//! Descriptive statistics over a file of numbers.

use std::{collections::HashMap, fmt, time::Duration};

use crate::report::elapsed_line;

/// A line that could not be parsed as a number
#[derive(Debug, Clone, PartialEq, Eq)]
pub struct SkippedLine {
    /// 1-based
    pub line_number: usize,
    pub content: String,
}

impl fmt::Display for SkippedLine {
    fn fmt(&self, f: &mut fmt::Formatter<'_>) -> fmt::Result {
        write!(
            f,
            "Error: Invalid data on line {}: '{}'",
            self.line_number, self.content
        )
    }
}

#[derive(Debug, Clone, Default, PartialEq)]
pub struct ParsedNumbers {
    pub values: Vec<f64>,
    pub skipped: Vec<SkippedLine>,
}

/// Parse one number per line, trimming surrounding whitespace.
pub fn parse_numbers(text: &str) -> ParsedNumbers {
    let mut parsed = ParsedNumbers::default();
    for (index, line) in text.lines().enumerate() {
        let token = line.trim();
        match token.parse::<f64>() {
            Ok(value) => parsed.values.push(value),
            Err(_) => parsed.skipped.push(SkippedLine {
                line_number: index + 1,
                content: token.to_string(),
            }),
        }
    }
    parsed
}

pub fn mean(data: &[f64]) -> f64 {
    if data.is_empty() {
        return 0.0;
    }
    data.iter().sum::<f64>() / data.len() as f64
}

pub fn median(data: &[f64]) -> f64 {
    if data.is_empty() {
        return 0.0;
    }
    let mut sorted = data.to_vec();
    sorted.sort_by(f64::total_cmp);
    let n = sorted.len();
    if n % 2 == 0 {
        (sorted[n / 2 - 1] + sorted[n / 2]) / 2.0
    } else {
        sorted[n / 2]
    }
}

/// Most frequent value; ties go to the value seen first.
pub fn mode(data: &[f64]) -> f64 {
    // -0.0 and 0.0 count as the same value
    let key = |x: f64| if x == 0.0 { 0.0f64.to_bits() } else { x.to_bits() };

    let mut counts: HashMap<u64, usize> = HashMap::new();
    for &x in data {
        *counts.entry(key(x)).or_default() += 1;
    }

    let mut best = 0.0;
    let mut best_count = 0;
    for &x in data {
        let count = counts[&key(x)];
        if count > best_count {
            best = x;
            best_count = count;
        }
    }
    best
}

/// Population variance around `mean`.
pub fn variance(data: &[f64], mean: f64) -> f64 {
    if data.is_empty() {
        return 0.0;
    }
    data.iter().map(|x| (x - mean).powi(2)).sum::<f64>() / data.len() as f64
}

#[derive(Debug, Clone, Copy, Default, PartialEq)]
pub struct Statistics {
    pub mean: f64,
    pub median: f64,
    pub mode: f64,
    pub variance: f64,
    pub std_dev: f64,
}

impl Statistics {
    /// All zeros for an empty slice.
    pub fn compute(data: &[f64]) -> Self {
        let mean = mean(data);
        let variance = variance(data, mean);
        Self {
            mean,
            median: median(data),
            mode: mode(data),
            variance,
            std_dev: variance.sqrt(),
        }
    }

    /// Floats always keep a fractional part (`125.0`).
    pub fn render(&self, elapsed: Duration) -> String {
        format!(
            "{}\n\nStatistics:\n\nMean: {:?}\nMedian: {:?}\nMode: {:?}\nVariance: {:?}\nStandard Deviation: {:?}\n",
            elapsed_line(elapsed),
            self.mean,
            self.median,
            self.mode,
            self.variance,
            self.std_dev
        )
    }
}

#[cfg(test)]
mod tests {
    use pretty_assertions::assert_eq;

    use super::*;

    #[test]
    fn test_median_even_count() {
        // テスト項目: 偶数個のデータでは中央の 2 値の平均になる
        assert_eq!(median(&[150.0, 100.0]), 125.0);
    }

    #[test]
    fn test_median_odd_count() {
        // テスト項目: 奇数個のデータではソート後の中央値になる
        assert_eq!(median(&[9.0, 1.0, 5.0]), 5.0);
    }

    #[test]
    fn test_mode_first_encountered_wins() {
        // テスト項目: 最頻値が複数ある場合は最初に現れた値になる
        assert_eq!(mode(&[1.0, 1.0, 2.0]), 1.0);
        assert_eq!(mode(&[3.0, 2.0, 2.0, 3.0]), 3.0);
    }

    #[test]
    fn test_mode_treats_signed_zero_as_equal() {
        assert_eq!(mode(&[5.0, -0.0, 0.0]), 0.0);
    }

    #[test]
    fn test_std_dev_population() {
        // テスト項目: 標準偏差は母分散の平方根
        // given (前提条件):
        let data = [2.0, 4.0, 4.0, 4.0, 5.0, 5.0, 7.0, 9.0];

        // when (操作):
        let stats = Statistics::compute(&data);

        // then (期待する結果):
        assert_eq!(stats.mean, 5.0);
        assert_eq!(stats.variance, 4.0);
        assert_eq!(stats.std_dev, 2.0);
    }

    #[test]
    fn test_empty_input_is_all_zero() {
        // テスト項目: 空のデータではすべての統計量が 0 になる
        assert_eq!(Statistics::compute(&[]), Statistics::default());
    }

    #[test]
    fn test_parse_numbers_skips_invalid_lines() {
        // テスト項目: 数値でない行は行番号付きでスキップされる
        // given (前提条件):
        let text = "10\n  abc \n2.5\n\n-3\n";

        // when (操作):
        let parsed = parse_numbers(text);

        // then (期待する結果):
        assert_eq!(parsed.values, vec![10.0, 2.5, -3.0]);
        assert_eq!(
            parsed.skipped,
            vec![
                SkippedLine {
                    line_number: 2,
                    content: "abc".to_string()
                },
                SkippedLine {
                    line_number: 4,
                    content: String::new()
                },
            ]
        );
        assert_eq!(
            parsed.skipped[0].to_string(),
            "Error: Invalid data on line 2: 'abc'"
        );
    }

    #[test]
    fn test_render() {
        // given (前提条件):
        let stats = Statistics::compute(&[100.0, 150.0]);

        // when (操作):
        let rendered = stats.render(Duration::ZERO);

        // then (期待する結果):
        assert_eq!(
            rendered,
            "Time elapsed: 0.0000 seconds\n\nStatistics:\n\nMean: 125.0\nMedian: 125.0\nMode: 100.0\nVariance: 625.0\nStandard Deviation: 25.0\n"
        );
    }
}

━━━━━━━━━━━━━━━━

> **Requirement**
Nothing is to be left out; every record above must be repeated exactly.

> **Response box**
//! Descriptive statistics over a file of numbers.

use std::{collections::HashMap, fmt, time::Duration};

use crate::report::elapsed_line;

/// A line that could not be parsed as a number
#[derive(Debug, Clone, PartialEq, Eq)]
pub struct SkippedLine {
    /// 1-based
    pub line_number: usize,
    pub content: String,
}

impl fmt::Display for SkippedLine {
    fn fmt(&self, f: &mut fmt::Formatter<'_>) -> fmt::Result {
        write!(
            f,
            "Error: Invalid data on line {}: '{}'",
            self.line_number, self.content
        )
    }
}

#[derive(Debug, Clone, Default, PartialEq)]
pub struct ParsedNumbers {
    pub values: Vec<f64>,
    pub skipped: Vec<SkippedLine>,
}

/// Parse one number per line, trimming surrounding whitespace.
pub fn parse_numbers(text: &str) -> ParsedNumbers {
    let mut parsed = ParsedNumbers::default();
    for (index, line) in text.lines().enumerate() {
        let token = line.trim();
        match token.parse::<f64>() {
            Ok(value) => parsed.values.push(value),
            Err(_) => parsed.skipped.push(SkippedLine {
                line_number: index + 1,
                content: token.to_string(),
            }),
        }
    }
    parsed
}

pub fn mean(data: &[f64]) -> f64 {
    if data.is_empty() {
        return 0.0;
    }
    data.iter().sum::<f64>() / data.len() as f64
}

pub fn median(data: &[f64]) -> f64 {
    if data.is_empty() {
        return 0.0;
    }
    let mut sorted = data.to_vec();
    sorted.sort_by(f64::total_cmp);
    let n = sorted.len();
    if n % 2 == 0 {
        (sorted[n / 2 - 1] + sorted[n / 2]) / 2.0
    } else {
        sorted[n / 2]
    }
}

/// Most frequent value; ties go to the value seen first.
pub fn mode(data: &[f64]) -> f64 {
    // -0.0 and 0.0 count as the same value
    let key = |x: f64| if x == 0.0 { 0.0f64.to_bits() } else { x.to_bits() };

    let mut counts: HashMap<u64, usize> = HashMap::new();
    for &x in data {
        *counts.entry(key(x)).or_default() += 1;
    }

    let mut best = 0.0;
    let mut best_count = 0;
    for &x in data {
        let count = counts[&key(x)];
        if count > best_count {
            best = x;
            best_count = count;
        }
    }
    best
}

/// Population variance around `mean`.
pub fn variance(data: &[f64], mean: f64) -> f64 {
    if data.is_empty() {
        return 0.0;
    }
    data.iter().map(|x| (x - mean).powi(2)).sum::<f64>() / data.len() as f64
}

#[derive(Debug, Clone, Copy, Default, PartialEq)]
pub struct Statistics {
    pub mean: f64,
    pub median: f64,
    pub mode: f64,
    pub variance: f64,
    pub std_dev: f64,
}

impl Statistics {
    /// All zeros for an empty slice.
    pub fn compute(data: &[f64]) -> Self {
        let mean = mean(data);
        let variance = variance(data, mean);
        Self {
            mean,
            median: median(data),
            mode: mode(data),
            variance,
            std_dev: variance.sqrt(),
        }
    }

    /// Floats always keep a fractional part (`125.0`).
    pub fn render(&self, elapsed: Duration) -> String {
        format!(
            "{}\n\nStatistics:\n\nMean: {:?}\nMedian: {:?}\nMode: {:?}\nVariance: {:?}\nStandard Deviation: {:?}\n",
            elapsed_line(elapsed),
            self.mean,
            self.median,
            self.mode,
            self.variance,
            self.std_dev
        )
    }
}

#[cfg(test)]
mod tests {
    use pretty_assertions::assert_eq;

    use super::*;

    #[test]
    fn test_median_even_count() {
        // テスト項目: 偶数個のデータでは中央の 2 値の平均になる
        assert_eq!(median(&[150.0, 100.0]), 125.0);
    }

    #[test]
    fn test_median_odd_count() {
        // テスト項目: 奇数個のデータではソート後の中央値になる
        assert_eq!(median(&[9.0, 1.0, 5.0]), 5.0);
    }

    #[test]
    fn test_mode_first_encountered_wins() {
        // テスト項目: 最頻値が複数ある場合は最初に現れた値になる
        assert_eq!(mode(&[1.0, 1.0, 2.0]), 1.0);
        assert_eq!(mode(&[3.0, 2.0, 2.0, 3.0]), 3.0);
    }

    #[test]
    fn test_mode_treats_signed_zero_as_equal() {
        assert_eq!(mode(&[5.0, -0.0, 0.0]), 0.0);
    }

    #[test]
    fn test_std_dev_population() {
        // テスト項目: 標準偏差は母分散の平方根
        // given (前提条件):
        let data = [2.0, 4.0, 4.0, 4.0, 5.0, 5.0, 7.0, 9.0];

        // when (操作):
        let stats = Statistics::compute(&data);

        // then (期待する結果):
        assert_eq!(stats.mean, 5.0);
        assert_eq!(stats.variance, 4.0);
        assert_eq!(stats.std_dev, 2.0);
    }

    #[test]
    fn test_empty_input_is_all_zero() {
        // テスト項目: 空のデータではすべての統計量が 0 になる
        assert_eq!(Statistics::compute(&[]), Statistics::default());
    }

    #[test]
    fn test_parse_numbers_skips_invalid_lines() {
        // テスト項目: 数値でない行は行番号付きでスキップされる
        // given (前提条件):
        let text = "10\n  abc \n2.5\n\n-3\n";

        // when (操作):
        let parsed = parse_numbers(text);

        // then (期待する結果):
        assert_eq!(parsed.values, vec![10.0, 2.5, -3.0]);
        assert_eq!(
            parsed.skipped,
            vec![
                SkippedLine {
                    line_number: 2,
                    content: "abc".to_string()
                },
                SkippedLine {
                    line_number: 4,
                    content: String::new()
                },
            ]
        );
        assert_eq!(
            parsed.skipped[0].to_string(),
            "Error: Invalid data on line 2: 'abc'"
        );
    }

    #[test]
    fn test_render() {
        // given (前提条件):
        let stats = Statistics::compute(&[100.0, 150.0]);

        // when (操作):
        let rendered = stats.render(Duration::ZERO);

        // then (期待する結果):
        assert_eq!(
            rendered,
            "Time elapsed: 0.0000 seconds\n\nStatistics:\n\nMean: 125.0\nMedian: 125.0\nMode: 100.0\nVariance: 625.0\nStandard Deviation: 25.0\n"
        );
    }
}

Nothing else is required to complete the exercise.